*Prompt*:
Copy, from the data below, each line that has the word "keywords".

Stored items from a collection
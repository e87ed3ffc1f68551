//! Query Parser
//!
//! Recursive-descent parser for the pipe-separated filter language.
//!
//! # Grammar
//!
//! ```text
//! query    ::= clause? ("|" clause?)*
//! clause   ::= STRING                                  full-text match
//!            | "filter" TOKEN
//!            | "group" TOKEN
//!            | "software" software
//!            | FIELD ["not"] comparison
//!
//! comparison ::= "in" "("? value ("," value)* ")"?
//!              | ("match" | "like" | "~") value        match
//!              | ("=" | "eq" | "is") value             exact
//!              | range_op NUMBER (range_op NUMBER)*    range
//!
//! software ::= ("=" | "eq" | "is" | "in" | "match" | "like" | "~") "("? (@LIST | entry ("," entry)*) ")"?
//! entry    ::= value (range_op value)*
//! range_op ::= "gt" | ">" | "gte" | ">=" | "lt" | "<" | "lte" | "<=" | "eq" | "=" | "=="
//! ```
//!
//! # Example
//!
//! ```rust
//! use vquery_parser::parser::{Parser, ParserConfig, Query};
//!
//! let config = ParserConfig::new(["severity", "description"]);
//! let queries = Parser::new("severity > 2 < 5 | description like \"Apple\"", &config)
//!     .parse()
//!     .unwrap();
//! assert_eq!(queries.len(), 2);
//! assert!(matches!(queries[0], Query::Range(_)));
//! ```

mod ast;
mod config;
mod cursor;
mod error;
mod keywords;
mod lexer;
mod token;

pub use ast::{
    Bounds, FilterQuery, GroupQuery, InQuery, Query, RangeOp, RangeQuery, Software,
    SoftwareQuery, ValueQuery, VersionConstraint,
};
pub use config::{ParserConfig, DEFAULT_FULL_TEXT_FIELD};
pub use cursor::Cursor;
pub use error::{ErrorKind, Fault, ParserError};
pub use lexer::{EscapeOptions, Lexer};
pub use token::{Token, TokenKind};

use keywords::{comparison, is_in, is_not, range_op, Comparison};
use tracing::debug;

/// Recursive-descent parser over a [`Lexer`]
pub struct Parser<'c> {
    lexer: Lexer,
    config: &'c ParserConfig,
}

impl<'c> Parser<'c> {
    pub fn new(input: &str, config: &'c ParserConfig) -> Self {
        Self {
            lexer: Lexer::new(input).tolerate_unclosed_strings(config.tolerate_unclosed_strings),
            config,
        }
    }

    /// Parse every clause, failing on the first fault
    pub fn parse(mut self) -> Result<Vec<Query>, ParserError> {
        let result = self.parse_clauses();
        result.map_err(|fault| self.diagnose(fault))
    }

    /// Attach a column and excerpt to a fault. Faults without an explicit
    /// column point at the lookahead token, or at the raw cursor when there is none.
    fn diagnose(&self, fault: Fault) -> ParserError {
        let column = fault
            .column
            .or_else(|| self.lexer.current().map(|t| t.pos))
            .unwrap_or_else(|| self.lexer.cursor().position());

        debug!(code = fault.kind.code(), column, "query rejected");
        ParserError::new(fault.kind, column, self.lexer.cursor())
    }

    fn parse_clauses(&mut self) -> Result<Vec<Query>, Fault> {
        let mut queries = Vec::new();

        while !self.lexer.eof()? {
            if let Some(query) = self.parse_clause()? {
                debug!(tag = query.tag(), field = query.field(), "parsed clause");
                queries.push(query);
            }
        }

        debug!(clauses = queries.len(), "parsed query");
        Ok(queries)
    }

    fn parse_clause(&mut self) -> Result<Option<Query>, Fault> {
        self.skip_while(TokenKind::Pipe)?;

        let Some(token) = self.lexer.peek()?.cloned() else {
            return Ok(None);
        };

        match token.kind {
            TokenKind::Ident => self.read_query(),
            TokenKind::String => {
                self.next()?;
                Ok(Some(Query::Match(ValueQuery::new(
                    &self.config.full_text_field,
                    token.value,
                ))))
            }
            kind => Err(Fault::at(
                ErrorKind::UnexpectedToken {
                    kind: kind.to_string(),
                    value: token.value,
                },
                token.pos,
            )),
        }
    }

    fn read_query(&mut self) -> Result<Option<Query>, Fault> {
        let Some(field) = self.next()? else {
            return Ok(None);
        };

        match field.value.as_str() {
            "filter" => return self.read_filter(),
            "group" => return self.read_group(),
            "software" => return self.read_software_query().map(Some),
            _ => {}
        }

        if !self.config.is_valid_field(&field.value) {
            return Err(Fault::at(
                ErrorKind::InvalidField { field: field.value },
                field.pos,
            ));
        }

        let negated = self.read_negated()?;
        let keyword = match self.next()? {
            Some(t) if matches!(t.kind, TokenKind::Ident | TokenKind::Operator) => t,
            other => {
                return Err(fault_near(
                    ErrorKind::InvalidOperator {
                        operator: other.as_ref().map(|t| t.value.clone()),
                    },
                    other.as_ref(),
                ))
            }
        };

        if is_in(&keyword.value) {
            return self
                .read_in(field.value, negated)
                .map(|q| Some(Query::In(q)));
        }

        match comparison(&keyword.value) {
            Some(Comparison::Match) => {
                return self.read_value(field.value).map(|v| Some(Query::Match(v)));
            }
            Some(Comparison::Equal) => {
                return self.read_value(field.value).map(|v| Some(Query::Exact(v)));
            }
            None => {}
        }

        match range_op(&keyword.value) {
            Some(op) => self
                .read_range(field.value, op)
                .map(|q| Some(Query::Range(q))),
            None => Err(Fault::at(
                ErrorKind::InvalidOperator {
                    operator: Some(keyword.value),
                },
                keyword.pos,
            )),
        }
    }

    /// Filter and group take their operand verbatim; a missing operand yields no clause.
    fn read_filter(&mut self) -> Result<Option<Query>, Fault> {
        Ok(self
            .next()?
            .map(|t| Query::Filter(FilterQuery { filter: t.value })))
    }

    fn read_group(&mut self) -> Result<Option<Query>, Fault> {
        Ok(self
            .next()?
            .map(|t| Query::Group(GroupQuery { field: t.value })))
    }

    fn read_negated(&mut self) -> Result<bool, Fault> {
        let negated = matches!(
            self.lexer.peek()?,
            Some(t) if t.is(TokenKind::Ident) && is_not(&t.value)
        );
        if negated {
            self.next()?;
        }
        Ok(negated)
    }

    fn read_in(&mut self, field: String, negated: bool) -> Result<InQuery, Fault> {
        let mut query = Vec::new();
        let mut has_open_paren = false;

        while !self.at_list_end()? {
            self.skip_while(TokenKind::Comma)?;
            match self.next()? {
                Some(t) if t.is(TokenKind::OpenParen) => has_open_paren = true,
                Some(t) if t.is_text() => query.push(t.value),
                _ => {}
            }
        }

        self.read_close_paren(has_open_paren)?;

        Ok(InQuery {
            field,
            query,
            negated,
        })
    }

    fn read_range(&mut self, field: String, op: RangeOp) -> Result<RangeQuery, Fault> {
        let mut bounds = Bounds::new();

        let value = self.next()?;
        bounds.insert(op, read_number(&field, value)?);

        while !self.at_clause_end()? {
            let Some(token) = self.next()? else {
                break;
            };

            let op = if token.is_text() || token.is(TokenKind::Operator) {
                range_op(&token.value)
            } else {
                None
            };

            // Words that are not operators are skipped
            if let Some(op) = op {
                let value = self.next()?;
                bounds.insert(op, read_number(&field, value)?);
            }
        }

        Ok(RangeQuery {
            field,
            query: bounds,
        })
    }

    fn read_value(&mut self, field: String) -> Result<ValueQuery, Fault> {
        match self.next()? {
            Some(t) if t.is_text() => Ok(ValueQuery { field, query: t.value }),
            other => Err(fault_near(
                ErrorKind::UnexpectedValue { field },
                other.as_ref(),
            )),
        }
    }

    fn read_software_query(&mut self) -> Result<Query, Fault> {
        let keyword = match self.next()? {
            Some(t) if t.is_text() || t.is(TokenKind::Operator) => t,
            other => {
                return Err(fault_near(
                    ErrorKind::UnexpectedOperator { operator: None },
                    other.as_ref(),
                ))
            }
        };

        let Some(kind) = comparison(&keyword.value) else {
            return Err(Fault::at(
                ErrorKind::UnexpectedOperator {
                    operator: Some(keyword.value),
                },
                keyword.pos,
            ));
        };
        let fuzzy = kind == Comparison::Match;

        let has_open_paren = self.peek_is(TokenKind::OpenParen)?;
        if has_open_paren {
            self.next()?;
        }

        let token = match self.lexer.peek()? {
            Some(t) if t.is_text() => t.clone(),
            _ => return Err(Fault::new(ErrorKind::ExpectedSoftwareQuery)),
        };

        if token.is(TokenKind::Ident) && token.value.starts_with('@') {
            self.next()?;
            self.read_close_paren(has_open_paren)?;
            return Ok(Query::Software(SoftwareQuery {
                software: Vec::new(),
                software_list: Some(token.value),
                fuzzy,
            }));
        }

        let software = self.read_software_in()?;
        self.read_close_paren(has_open_paren)?;

        Ok(Query::Software(SoftwareQuery {
            software,
            software_list: None,
            fuzzy,
        }))
    }

    fn read_software_in(&mut self) -> Result<Vec<Software>, Fault> {
        let mut software = Vec::new();

        while !self.at_list_end()? {
            self.skip_while(TokenKind::Comma)?;
            software.push(self.read_software_entry()?);
        }

        Ok(software)
    }

    fn read_software_entry(&mut self) -> Result<Software, Fault> {
        let name = match self.next()? {
            Some(t) if t.is_text() => t.value,
            other => {
                return Err(fault_near(
                    ErrorKind::ExpectedSoftwareName,
                    other.as_ref(),
                ))
            }
        };

        let mut software = Software::new(name);
        if !self.at_separator()? {
            software.version = self.read_software_version()?;
        }
        Ok(software)
    }

    /// `(operator, version)` pairs up to the next separator
    fn read_software_version(&mut self) -> Result<Vec<VersionConstraint>, Fault> {
        let mut versions = Vec::new();

        while !self.at_separator()? {
            let Some(op_token) = self.next()? else {
                break;
            };

            let value = match self.next()? {
                Some(t) if t.is_text() => t.value,
                other => return Err(fault_near(ErrorKind::ExpectedVersion, other.as_ref())),
            };

            let Some(op) = range_op(&op_token.value) else {
                return Err(Fault::at(
                    ErrorKind::InvalidVersionOperator {
                        operator: op_token.value,
                    },
                    op_token.pos,
                ));
            };

            versions.push(VersionConstraint { op, value });
        }

        Ok(versions)
    }

    fn read_close_paren(&mut self, required: bool) -> Result<(), Fault> {
        if self.peek_is(TokenKind::CloseParen)? {
            self.next()?;
            Ok(())
        } else if required {
            Err(Fault::new(ErrorKind::ExpectedClosingParen))
        } else {
            Ok(())
        }
    }

    fn next(&mut self) -> Result<Option<Token>, Fault> {
        self.lexer.next_token()
    }

    fn peek_kind(&mut self) -> Result<Option<TokenKind>, Fault> {
        Ok(self.lexer.peek()?.map(|t| t.kind))
    }

    fn peek_is(&mut self, kind: TokenKind) -> Result<bool, Fault> {
        Ok(self.peek_kind()? == Some(kind))
    }

    fn skip_while(&mut self, kind: TokenKind) -> Result<(), Fault> {
        while self.peek_is(kind)? {
            self.next()?;
        }
        Ok(())
    }

    /// End of input or `|`
    fn at_clause_end(&mut self) -> Result<bool, Fault> {
        Ok(matches!(self.peek_kind()?, None | Some(TokenKind::Pipe)))
    }

    /// End of input, `|` or `)`
    fn at_list_end(&mut self) -> Result<bool, Fault> {
        Ok(matches!(
            self.peek_kind()?,
            None | Some(TokenKind::Pipe) | Some(TokenKind::CloseParen)
        ))
    }

    /// End of input, `|`, `,` or `)`
    fn at_separator(&mut self) -> Result<bool, Fault> {
        Ok(self.peek_kind()?.is_none_or(|kind| kind.is_separator()))
    }
}

/// Fault at `token`, or at the default column when the token is missing
fn fault_near(kind: ErrorKind, token: Option<&Token>) -> Fault {
    Fault {
        kind,
        column: token.map(|t| t.pos),
    }
}

fn read_number(field: &str, token: Option<Token>) -> Result<f64, Fault> {
    match token {
        Some(t) if t.is(TokenKind::Ident) => parse_number(&t.value).ok_or_else(|| {
            Fault::at(
                ErrorKind::NotANumber {
                    field: field.to_string(),
                    value: t.value.clone(),
                },
                t.pos,
            )
        }),
        other => Err(fault_near(
            ErrorKind::ExpectedNumber {
                field: field.to_string(),
            },
            other.as_ref(),
        )),
    }
}

/// Finite decimal numbers only; `inf`, `Infinity` and `NaN` are rejected
/// on purpose, unlike JavaScript's `Number()`
fn parse_number(s: &str) -> Option<f64> {
    s.parse::<f64>().ok().filter(|n| n.is_finite())
}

*Task output*:
mod keywords;
use keywords::{comparison, is_in, is_not, range_op, Comparison};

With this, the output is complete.